(Material for the task begins)

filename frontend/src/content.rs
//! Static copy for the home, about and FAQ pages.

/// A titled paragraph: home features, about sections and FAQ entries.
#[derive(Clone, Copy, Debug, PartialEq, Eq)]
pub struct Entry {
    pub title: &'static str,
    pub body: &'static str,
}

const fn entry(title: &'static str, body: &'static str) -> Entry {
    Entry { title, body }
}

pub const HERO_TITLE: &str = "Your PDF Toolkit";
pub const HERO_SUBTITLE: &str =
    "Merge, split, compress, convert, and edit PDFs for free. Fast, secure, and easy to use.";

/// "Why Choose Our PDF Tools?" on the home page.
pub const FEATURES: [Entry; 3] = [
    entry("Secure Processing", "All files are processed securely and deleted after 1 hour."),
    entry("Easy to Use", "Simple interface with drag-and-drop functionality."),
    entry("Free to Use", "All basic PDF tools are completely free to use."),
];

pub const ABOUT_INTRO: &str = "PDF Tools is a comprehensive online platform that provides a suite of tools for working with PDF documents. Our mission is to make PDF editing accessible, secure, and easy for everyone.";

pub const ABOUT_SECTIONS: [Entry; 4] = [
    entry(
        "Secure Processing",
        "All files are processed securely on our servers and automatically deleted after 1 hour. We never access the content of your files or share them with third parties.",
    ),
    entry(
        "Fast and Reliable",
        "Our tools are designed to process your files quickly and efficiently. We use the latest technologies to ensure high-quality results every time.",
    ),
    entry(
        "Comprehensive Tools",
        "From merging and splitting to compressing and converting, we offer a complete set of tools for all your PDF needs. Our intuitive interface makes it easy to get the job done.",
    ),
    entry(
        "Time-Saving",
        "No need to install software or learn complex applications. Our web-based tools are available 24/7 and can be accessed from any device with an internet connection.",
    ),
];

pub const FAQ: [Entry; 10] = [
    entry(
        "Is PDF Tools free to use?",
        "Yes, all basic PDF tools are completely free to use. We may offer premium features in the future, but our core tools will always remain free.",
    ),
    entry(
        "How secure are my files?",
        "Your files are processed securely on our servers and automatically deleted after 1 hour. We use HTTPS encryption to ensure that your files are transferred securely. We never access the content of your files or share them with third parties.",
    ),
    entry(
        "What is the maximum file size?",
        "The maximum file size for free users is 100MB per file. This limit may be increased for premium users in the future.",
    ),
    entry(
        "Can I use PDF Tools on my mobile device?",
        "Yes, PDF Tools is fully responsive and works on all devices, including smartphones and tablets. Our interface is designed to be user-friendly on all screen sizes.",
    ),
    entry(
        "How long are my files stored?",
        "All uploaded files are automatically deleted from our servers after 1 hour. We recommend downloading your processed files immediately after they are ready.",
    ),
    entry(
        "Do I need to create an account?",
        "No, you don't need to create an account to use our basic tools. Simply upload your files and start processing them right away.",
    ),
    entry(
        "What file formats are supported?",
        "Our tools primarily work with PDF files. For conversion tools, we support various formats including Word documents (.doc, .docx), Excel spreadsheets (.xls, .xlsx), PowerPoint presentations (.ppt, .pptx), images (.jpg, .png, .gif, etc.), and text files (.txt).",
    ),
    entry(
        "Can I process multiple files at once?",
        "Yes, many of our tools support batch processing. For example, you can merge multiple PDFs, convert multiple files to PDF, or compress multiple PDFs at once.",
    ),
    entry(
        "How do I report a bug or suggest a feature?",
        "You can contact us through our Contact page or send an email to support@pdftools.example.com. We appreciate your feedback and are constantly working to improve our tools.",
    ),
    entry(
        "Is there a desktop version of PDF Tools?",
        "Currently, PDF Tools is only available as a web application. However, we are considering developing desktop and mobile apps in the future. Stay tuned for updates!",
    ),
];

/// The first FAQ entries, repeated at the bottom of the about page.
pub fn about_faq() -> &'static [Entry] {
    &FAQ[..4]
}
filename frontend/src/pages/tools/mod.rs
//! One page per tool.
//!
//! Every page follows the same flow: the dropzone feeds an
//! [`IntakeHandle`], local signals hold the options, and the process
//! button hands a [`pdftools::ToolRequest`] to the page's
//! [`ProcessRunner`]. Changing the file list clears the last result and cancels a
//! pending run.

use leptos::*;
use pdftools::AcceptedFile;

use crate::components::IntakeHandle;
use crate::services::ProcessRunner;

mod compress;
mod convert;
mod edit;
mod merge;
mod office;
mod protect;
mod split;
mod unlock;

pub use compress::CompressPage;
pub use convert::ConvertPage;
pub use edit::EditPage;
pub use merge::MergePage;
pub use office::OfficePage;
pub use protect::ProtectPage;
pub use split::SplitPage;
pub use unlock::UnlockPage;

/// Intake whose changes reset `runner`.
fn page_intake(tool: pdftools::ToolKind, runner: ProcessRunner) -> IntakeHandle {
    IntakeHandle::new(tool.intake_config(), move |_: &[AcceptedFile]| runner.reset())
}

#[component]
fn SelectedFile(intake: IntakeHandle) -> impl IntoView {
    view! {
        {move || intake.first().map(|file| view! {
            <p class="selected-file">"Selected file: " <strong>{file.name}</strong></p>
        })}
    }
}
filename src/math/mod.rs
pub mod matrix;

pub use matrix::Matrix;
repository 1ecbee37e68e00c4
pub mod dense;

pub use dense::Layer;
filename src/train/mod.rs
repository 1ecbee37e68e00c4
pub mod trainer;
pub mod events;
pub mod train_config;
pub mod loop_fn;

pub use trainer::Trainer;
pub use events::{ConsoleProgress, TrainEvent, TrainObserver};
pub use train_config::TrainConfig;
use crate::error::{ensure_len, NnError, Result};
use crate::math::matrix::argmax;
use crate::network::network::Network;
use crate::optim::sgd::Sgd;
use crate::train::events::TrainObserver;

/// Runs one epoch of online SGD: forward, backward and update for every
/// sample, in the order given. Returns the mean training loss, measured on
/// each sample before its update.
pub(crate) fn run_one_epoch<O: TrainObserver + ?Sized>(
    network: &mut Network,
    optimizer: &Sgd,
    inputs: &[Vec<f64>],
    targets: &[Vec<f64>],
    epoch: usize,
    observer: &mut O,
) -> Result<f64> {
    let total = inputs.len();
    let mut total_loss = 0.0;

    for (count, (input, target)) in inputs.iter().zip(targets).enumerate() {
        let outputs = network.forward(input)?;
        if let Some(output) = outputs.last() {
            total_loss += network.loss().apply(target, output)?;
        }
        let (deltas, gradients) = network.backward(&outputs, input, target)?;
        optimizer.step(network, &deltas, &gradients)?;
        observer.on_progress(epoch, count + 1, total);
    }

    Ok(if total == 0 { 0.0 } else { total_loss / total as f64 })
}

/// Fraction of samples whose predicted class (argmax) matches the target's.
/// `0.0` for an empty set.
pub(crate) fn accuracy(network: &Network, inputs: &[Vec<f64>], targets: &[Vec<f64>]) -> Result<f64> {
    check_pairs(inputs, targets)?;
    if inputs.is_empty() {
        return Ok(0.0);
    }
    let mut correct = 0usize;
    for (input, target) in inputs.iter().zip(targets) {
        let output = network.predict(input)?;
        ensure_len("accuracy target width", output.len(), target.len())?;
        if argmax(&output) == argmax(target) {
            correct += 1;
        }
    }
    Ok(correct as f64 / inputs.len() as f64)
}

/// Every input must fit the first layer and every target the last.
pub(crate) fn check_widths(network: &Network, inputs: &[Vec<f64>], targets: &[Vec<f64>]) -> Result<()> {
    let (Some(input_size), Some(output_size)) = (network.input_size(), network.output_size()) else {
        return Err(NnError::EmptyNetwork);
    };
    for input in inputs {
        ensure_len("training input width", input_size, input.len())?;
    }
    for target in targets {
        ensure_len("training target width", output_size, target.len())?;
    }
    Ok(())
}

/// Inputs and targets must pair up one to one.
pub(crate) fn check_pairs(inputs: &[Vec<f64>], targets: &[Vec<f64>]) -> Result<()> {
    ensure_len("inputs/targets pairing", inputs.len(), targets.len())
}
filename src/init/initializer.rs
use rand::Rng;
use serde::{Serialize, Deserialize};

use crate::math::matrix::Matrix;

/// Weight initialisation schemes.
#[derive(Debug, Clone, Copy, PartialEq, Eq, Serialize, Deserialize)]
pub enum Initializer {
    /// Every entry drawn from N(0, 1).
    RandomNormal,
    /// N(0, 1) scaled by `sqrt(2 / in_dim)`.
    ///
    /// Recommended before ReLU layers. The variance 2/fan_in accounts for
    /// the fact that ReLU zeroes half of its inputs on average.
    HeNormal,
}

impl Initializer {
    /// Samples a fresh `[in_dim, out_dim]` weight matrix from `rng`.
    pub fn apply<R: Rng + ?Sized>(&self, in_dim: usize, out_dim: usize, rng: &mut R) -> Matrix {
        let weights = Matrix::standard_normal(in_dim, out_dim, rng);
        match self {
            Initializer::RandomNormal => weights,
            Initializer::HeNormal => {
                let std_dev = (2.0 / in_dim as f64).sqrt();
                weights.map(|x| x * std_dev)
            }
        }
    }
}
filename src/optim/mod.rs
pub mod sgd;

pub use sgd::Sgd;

(Material for the task ends)

Assigned task: If a line of the data contains "Fast", copy it out.

Solution to this exercise:
    "Merge, split, compress, convert, and edit PDFs for free. Fast, secure, and easy to use.";
        "Fast and Reliable",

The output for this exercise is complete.